Rendas comerciais. Centros e lojistas "aprovam" proposta do PSD

Proposta do PSD aprovada no OE 2021, com aplicação no primeiro trimestre de 2021, prevê descontos até 50% em caso de quebra de faturação. APCC e AMRR aprovam.

Depois do voto favorável no Parlamento, a proposta do PSD para a redução das rendas nos shoppings consoante a quebra de faturação até 50% até março os centros comerciais e lojistas dão igualmente um voto favorável q.b à medida inscrita no Orçamento do Estado 2021.

"O setor está já há algum tempo a estabelecer acordos com os lojistas, em linha com o que foi agora aprovado no Orçamento de Estado", começa por referir António Sampaio de Mattos, Presidente da Associação Portuguesa de Centros Comerciais (APCC), em declarações ao Dinheiro Vivo.

"Os termos da proposta agora aprovada demonstram que foi reconhecido que as medidas introduzidas pelo n.º5 do artigo 168.º - A da Lei do Orçamento de Estado Suplementar criaram uma desproporcionalidade dos apoios, passando todo o risco da pandemia para os proprietários e gestores dos Centros Comerciais", atira António Sampaio de Mattos. "Para os investidores, a segurança dos contratos e a não-retroatividade das leis são um elemento de confiança e segurança dos negócios, fundamentais num estado de direito".

A associação - que representa centros como o Colombo, NorteShopping, Alegro ou Amoreiras - era contra a proposta do PCP e do PAN que previa a retroatividade da medida que previa apenas o pagamento das rendas variáveis e não da renda fixa dos lojistas aos shoppings, considerando que essa medida era inconstitucional e indiciava uma interferência do Estado nos contratos entre privados. Situação que a Provedoria da República, a quem tinham recorrido, lhes deu razão. A APCC também apresentou queixa do Estado Português em Bruxelas.

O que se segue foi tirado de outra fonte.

mod config;
mod control;
mod daemon;
mod error;
mod join;
mod keys;
mod model;
mod netlink;
mod resolver;
mod session;
mod state;
mod sync;
#[cfg(test)]
mod testing;
mod tunnel;
mod uapi;
mod wg;

use anyhow::{anyhow, Context as _, Result};
use clap::{ArgAction, Parser, Subcommand};
use config::{default_config_path, load_config, save_config, AgentConfig, ServerConfig};
use control::ControlClient;
use daemon::{systemd_available, DaemonManager, NoopDaemon, SystemdDaemon};
use ipnet::IpNet;
use join::{JoinOptions, JoinOutcome};
use keys::FileSecretStore;
use resolver::{HttpEcho, NetlinkHost};
use session::{Context, NetworkSession};
use state::{ConfigStore, FileConfigStore, NetworkConfig};
use std::net::IpAddr;
use std::path::PathBuf;
use std::sync::Arc;
use std::time::Duration;
use tokio::sync::watch;
use tokio::time::MissedTickBehavior;
use tracing::{info, warn};
use tunnel::TunnelManager;

#[derive(Parser, Debug)]
#[command(name = "meshnode", about = "Mesh VPN node agent")]
struct Args {
    #[arg(long, global = true)]
    config: Option<PathBuf>,
    #[arg(long, global = true)]
    data_dir: Option<PathBuf>,
    #[arg(short, long, global = true)]
    verbose: bool,
    #[command(subcommand)]
    command: Command,
}

#[derive(Subcommand, Debug)]
enum Command {
    /// Register this host with a network and bring its interface up.
    Join(JoinArgs),
    /// Leave a network and remove everything it installed locally.
    Leave {
        #[arg(short, long)]
        network: String,
    },
    /// Run one synchronization pass for a network, or for all of them.
    Pull {
        #[arg(short, long)]
        network: Option<String>,
    },
    /// Show joined networks.
    List,
    /// Install the background service for an already joined network.
    Install {
        #[arg(short, long)]
        network: String,
    },
    /// Leave every joined network.
    Uninstall,
    /// Show listen ports of active tunnel interfaces.
    Ports,
    /// Keep networks synchronized until interrupted.
    Daemon {
        #[arg(short, long, value_name = "NETWORK", action = ArgAction::Append)]
        network: Vec<String>,
    },
}

#[derive(clap::Args, Debug)]
struct JoinArgs {
    #[arg(short, long)]
    network: String,
    #[arg(
        long,
        value_name = "URL",
        value_delimiter = ',',
        action = ArgAction::Append
    )]
    control_url: Vec<String>,
    #[arg(long, env = "MESHNODE_ACCESS_KEY")]
    access_key: Option<String>,
    #[arg(long)]
    name: Option<String>,
    #[arg(long, value_name = "PATH")]
    private_key_file: Option<PathBuf>,
    #[arg(long, env = "MESHNODE_PASSWORD")]
    password: Option<String>,
    #[arg(long, value_name = "CIDR")]
    local_range: Option<IpNet>,
    #[arg(long)]
    local_address: Option<IpAddr>,
    #[arg(long)]
    local: bool,
    #[arg(long)]
    endpoint: Option<String>,
    #[arg(long)]
    port: Option<u16>,
    #[arg(long)]
    keepalive: Option<u16>,
    #[arg(long)]
    interface: Option<String>,
    #[arg(long)]
    pre_up: Option<String>,
    #[arg(long)]
    post_up: Option<String>,
    #[arg(long)]
    pre_down: Option<String>,
    #[arg(long)]
    post_down: Option<String>,
    #[arg(long)]
    no_daemon: bool,
}

#[tokio::main]
async fn main() -> Result<()> {
    let args = Args::parse();
    init_tracing(args.verbose);

    let config_path = args.config.clone().or_else(default_config_path);
    let config = match &config_path {
        Some(path) => load_config(path)
            .with_context(|| format!("failed to load config {}", path.display()))?,
        None => AgentConfig::default(),
    };
    let data_dir = args
        .data_dir
        .clone()
        .or_else(|| config.data_dir())
        .ok_or_else(|| anyhow!("no data directory available; pass --data-dir"))?;

    if let Command::List = &args.command {
        return list_networks(&FileConfigStore::new(&data_dir));
    }

    let ctx = build_context(&config, config_path.as_ref(), data_dir)?;
    match &args.command {
        Command::Join(join) => run_join(&config, config_path.as_ref(), ctx, join).await?,
        Command::Leave { network } => run_leave(&config, ctx, network).await?,
        Command::Pull { network } => run_pull(&config, ctx, network.as_deref()).await?,
        Command::List => {}
        Command::Install { network } => run_install(ctx, network).await?,
        Command::Uninstall => run_uninstall(&config, ctx).await?,
        Command::Ports => {
            for port in ctx.tunnels.active_listen_ports().await? {
                println!("{port}");
            }
        }
        Command::Daemon { network } => run_daemon(&config, ctx, network).await?,
    }
    Ok(())
}

fn init_tracing(verbose: bool) {
    use tracing_subscriber::{layer::SubscriberExt, util::SubscriberInitExt};

    let default_filter = if verbose { "meshnode=debug" } else { "meshnode=info" };
    tracing_subscriber::registry()
        .with(
            tracing_subscriber::EnvFilter::try_from_default_env()
                .unwrap_or_else(|_| tracing_subscriber::EnvFilter::new(default_filter)),
        )
        .with(tracing_subscriber::fmt::layer())
        .init();
}

fn build_context(
    config: &AgentConfig,
    config_path: Option<&PathBuf>,
    data_dir: PathBuf,
) -> Result<Arc<Context>> {
    let daemon: Arc<dyn DaemonManager> = if config.daemon && systemd_available() {
        Arc::new(SystemdDaemon::new(config_path.cloned())?)
    } else {
        Arc::new(NoopDaemon)
    };
    let driver = wg::select_driver(config.backend)?;
    info!(backend = driver.backend(), "tunnel driver selected");
    Ok(Arc::new(Context {
        store: Arc::new(FileConfigStore::new(&data_dir)),
        secrets: Arc::new(FileSecretStore::new(&data_dir)),
        daemon,
        host: Arc::new(NetlinkHost),
        echo: Arc::new(HttpEcho::new()?),
        tunnels: Arc::new(TunnelManager::new(driver, data_dir.join("run"))),
        public_ip_services: config.public_ip_services.clone(),
        base_port: config.base_port,
    }))
}

/// The record's own control settings, filled in from the agent config.
fn server_for(record: &NetworkConfig, config: &AgentConfig) -> ServerConfig {
    let mut server = record.server.clone();
    if server.control_urls.is_empty() {
        server.control_urls = config.control_urls.clone();
    }
    if server.access_key.is_none() {
        server.access_key = config.access_key.clone();
    }
    server
}

fn open_session(
    config: &AgentConfig,
    ctx: &Arc<Context>,
    record: &NetworkConfig,
) -> Result<NetworkSession> {
    let client = ControlClient::new(&server_for(record, config))
        .with_context(|| format!("network {}", record.network))?;
    Ok(NetworkSession::new(&record.network, Arc::new(client), ctx.clone()))
}

fn read_record(ctx: &Context, network: &str) -> Result<NetworkConfig> {
    ctx.store
        .read(network)?
        .ok_or_else(|| error::Error::NotInstalled(network.to_string()).into())
}

async fn run_join(
    config: &AgentConfig,
    config_path: Option<&PathBuf>,
    ctx: Arc<Context>,
    args: &JoinArgs,
) -> Result<()> {
    let control_urls = if args.control_url.is_empty() {
        config.control_urls.clone()
    } else {
        args.control_url.clone()
    };
    if control_urls.is_empty() {
        return Err(anyhow!("control URL not set; pass --control-url or set control_urls"));
    }
    let server = ServerConfig {
        control_urls,
        access_key: args.access_key.clone().or_else(|| config.access_key.clone()),
    };
    let private_key = args
        .private_key_file
        .as_deref()
        .map(keys::read_private_key_file)
        .transpose()?;
    let options = JoinOptions {
        server: server.clone(),
        node_name: args.name.clone(),
        private_key,
        password: args.password.clone(),
        local_range: args.local_range,
        local_address: args.local_address,
        is_local: args.local,
        endpoint: args.endpoint.clone(),
        listen_port: args.port,
        keepalive: args.keepalive,
        interface: args.interface.clone(),
        pre_up: args.pre_up.clone(),
        post_up: args.post_up.clone(),
        pre_down: args.pre_down.clone(),
        post_down: args.post_down.clone(),
        daemon: config.daemon && !args.no_daemon,
        defer_interface: !ctx.tunnels.outlives_process(),
    };

    let client = ControlClient::new(&server)?;
    let mut session = NetworkSession::new(&args.network, Arc::new(client), ctx);
    let outcome = session.join(&options).await;
    session.close().await;
    let outcome = outcome?;
    if config.control_urls.is_empty() {
        if let Some(path) = config_path {
            let mut updated = config.clone();
            updated.control_urls = server.control_urls.clone();
            save_config(path, &updated)
                .with_context(|| format!("failed to save config {}", path.display()))?;
        }
    }
    let node = outcome.node();
    match &outcome {
        JoinOutcome::Pending(_) => println!(
            "registered with network {} as {}; waiting for approval",
            args.network, node.name
        ),
        JoinOutcome::Deferred(_) => println!(
            "registered with network {}; interface {} comes up once `meshnode daemon` runs",
            args.network, node.interface
        ),
        JoinOutcome::Connected(_) => println!(
            "joined network {} on {} (port {}, endpoint {})",
            args.network, node.interface, node.listen_port, node.endpoint
        ),
    }
    Ok(())
}

async fn run_leave(config: &AgentConfig, ctx: Arc<Context>, network: &str) -> Result<()> {
    let record = read_record(&ctx, network)?;
    let mut session = open_session(config, &ctx, &record)?;
    let outcome = session.leave().await?;
    if !outcome.cleanup_failures.is_empty() {
        println!(
            "left network {network}; some local cleanup failed: {}",
            outcome.cleanup_failures.join(", ")
        );
    } else if outcome.remote_deregistered {
        println!("left network {network}");
    } else {
        println!("left network {network} locally; the control plane could not be reached");
    }
    Ok(())
}

async fn run_pull(config: &AgentConfig, ctx: Arc<Context>, network: Option<&str>) -> Result<()> {
    if !ctx.tunnels.outlives_process() {
        return Err(anyhow!(
            "the userspace backend keeps interfaces only while `meshnode daemon` runs; start the daemon instead of pulling"
        ));
    }
    let networks = match network {
        Some(network) => vec![network.to_string()],
        None => ctx.store.list_networks()?,
    };
    let mut failed = 0usize;
    for network in &networks {
        match pull_one(config, &ctx, network).await {
            Ok(node) => println!("pulled {network}: interface {}", node.interface),
            Err(err) => {
                warn!(network = %network, error = %err, "pull failed");
                failed += 1;
            }
        }
    }
    if failed > 0 {
        return Err(anyhow!("{failed} of {} networks failed to sync", networks.len()));
    }
    Ok(())
}

async fn pull_one(config: &AgentConfig, ctx: &Arc<Context>, network: &str) -> Result<model::Node> {
    let record = read_record(ctx, network)?;
    let mut session = open_session(config, ctx, &record)?;
    let result = session.sync(&record.node).await;
    session.close().await;
    Ok(result?)
}

fn list_networks(store: &FileConfigStore) -> Result<()> {
    let networks = store.list_networks()?;
    if networks.is_empty() {
        println!("no networks joined");
        return Ok(());
    }
    for network in networks {
        let Some(record) = store.read(&network)? else {
            continue;
        };
        let node = &record.node;
        let address = node
            .address
            .map(|addr| addr.to_string())
            .unwrap_or_else(|| "-".to_string());
        let status = if node.is_pending {
            "pending"
        } else if record.stale {
            "stale"
        } else {
            "ok"
        };
        println!(
            "{network}\t{}\t{address}\t{}:{}\t{status}",
            node.interface, node.endpoint, node.listen_port
        );
    }
    Ok(())
}

async fn run_install(ctx: Arc<Context>, network: &str) -> Result<()> {
    read_record(&ctx, network)?;
    if ctx.daemon.is_installed(network).await? {
        return Err(error::Error::AlreadyInstalled(network.to_string()).into());
    }
    ctx.daemon.install(network).await?;
    println!("installed daemon for network {network}");
    Ok(())
}

async fn run_uninstall(config: &AgentConfig, ctx: Arc<Context>) -> Result<()> {
    let networks = ctx.store.list_networks()?;
    for network in &networks {
        let result = async {
            let record = read_record(&ctx, network)?;
            let mut session = open_session(config, &ctx, &record)?;
            session.leave().await?;
            Ok::<_, anyhow::Error>(())
        }
        .await;
        match result {
            Ok(()) => println!("left network {network}"),
            Err(err) => warn!(network = %network, error = %err, "failed to leave network"),
        }
    }
    println!("uninstalled {} networks", networks.len());
    Ok(())
}

async fn run_daemon(config: &AgentConfig, ctx: Arc<Context>, requested: &[String]) -> Result<()> {
    let networks = if requested.is_empty() {
        ctx.store.list_networks()?
    } else {
        requested.to_vec()
    };
    if networks.is_empty() {
        return Err(anyhow!("no networks joined"));
    }
    let interval = Duration::from_secs(config.sync_interval_seconds.max(1));
    let (shutdown_tx, shutdown_rx) = watch::channel(false);

    let mut tasks = Vec::new();
    for network in networks {
        let record = read_record(&ctx, &network)?;
        let session = open_session(config, &ctx, &record)?;
        tasks.push(tokio::spawn(sync_loop(session, interval, shutdown_rx.clone())));
    }
    info!(networks = tasks.len(), "daemon running");

    wait_for_shutdown_signal().await;
    info!("shutdown signal received, stopping");
    let _ = shutdown_tx.send(true);
    for task in tasks {
        if let Err(err) = task.await {
            warn!(error = %err, "sync task ended abnormally");
        }
    }
    Ok(())
}

/// Periodic passes for one network. A pass in progress finishes before
/// shutdown is observed.
async fn sync_loop(mut session: NetworkSession, interval: Duration, mut shutdown: watch::Receiver<bool>) {
    let network = session.network().to_string();
    let mut ticker = tokio::time::interval(interval);
    ticker.set_missed_tick_behavior(MissedTickBehavior::Skip);
    loop {
        tokio::select! {
            _ = shutdown.changed() => break,
            _ = ticker.tick() => {
                let record = match read_record(&session.ctx, &network) {
                    Ok(record) => record,
                    Err(err) => {
                        info!(network = %network, error = %err, "network no longer joined, stopping");
                        break;
                    }
                };
                if let Err(err) = session.sync(&record.node).await {
                    warn!(network = %network, error = %err, "sync failed");
                }
            }
        }
    }
    session.close().await;
}

async fn wait_for_shutdown_signal() {
    #[cfg(unix)]
    {
        use tokio::signal::unix::{signal, SignalKind};

        if let Ok(mut sigterm) = signal(SignalKind::terminate()) {
            tokio::select! {
                _ = tokio::signal::ctrl_c() => {}
                _ = sigterm.recv() => {}
            }
            return;
        }
    }

    let _ = tokio::signal::ctrl_c().await;
}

"O sector sempre soube autorregular-se, pois o sucesso dos lojistas representa o sucesso dos Centros Comerciais, e por isso não concordamos com interferências do Estado nos contratos entre privados. Estas interferências podem conduzir a inconstitucionalidades, tal como a APCC vinha a defender com base nos pareceres jurídicos elaborados por constitucionalistas de renome e que a Provedoria de Justiça acabou de reconhecer no pedido fez ao Tribunal Constitucional", diz António Sampaio de Mattos.

As vendas no passado mês de outubro, nos 93 conjuntos comerciais representados pela APCC, registaram uma quebra de 20,9% face ao mês homólogo do ano passado. A diminuição de vendas em Outubro segue-se a uma descida de vendas de 19,7% registada em Setembro, e reflete já o início das medidas restritivas implementadas.

O que dizem os lojistas

A medida do PSD - aprovada com votos a favor da esquerda e o chumbo do PS e da Iniciativa Liberal - prevê que nos primeiro trimestre de 2021 as lojas dos shoppings tenham uma redução da renda proporcional à quebra de faturação, até um limite de 50% do valor da renda, face aos valores registados ao mês homólogo do ano passado. Ou seja, antes do rebentar da pandemia do país, que ocorreu em março. No caso de lojas que abriram este ano a comparação deverá ser feita com o "volume médio de vendas dos últimos seis meses antecedentes" ao início do estado de emergência, de março, "ou de período inferior, se aplicável", refere o Jornal de Negócios.

Nos lojistas, a medida foi recebida com algum otimismo. "Todas as medidas são bem-vindas para salvar um setor que é o maior empregador em Portugal. Sempre defendemos a partilha de sacrifícios e esta medida permitirá aliviar, ainda que de forma insuficiente e apenas para o primeiro trimestre, a forte crise que estamos a viver e que vamos continuar a atravessar", adianta Miguel Pina Martins, presidente da Associação de Marcas de Retalho e Restauração (AMRR), ao Dinheiro Vivo.

Num inquérito conhecido no início de novembro, realizado dos associados da AMRR, 75% das empresas associadas considerava que o regime das rendas variáveis aprovado na Lei do Orçamento Suplementar - e que acabou por não passar - era essencial para a sua salvação e para a proteção do emprego, desde que aplicado desde o confinamento, assim como o seu prolongamento para 2021.

O mesmo inquérito indicava que metade das empresas apresentam quedas nas vendas superiores a 50% no período entre 15 de Março e 31 de Outubro, e que 95% das empresas registam quedas superiores a 25%. Mais, 72% aumentaram endividamento bancário para fazer face aos prejuízos e acudir a dificuldades de tesouraria e 66%a fundos próprios ou dos acionistas. Por outro lado, 60% das empresas consideram como provável o recurso a um plano de proteção de credores em 2021.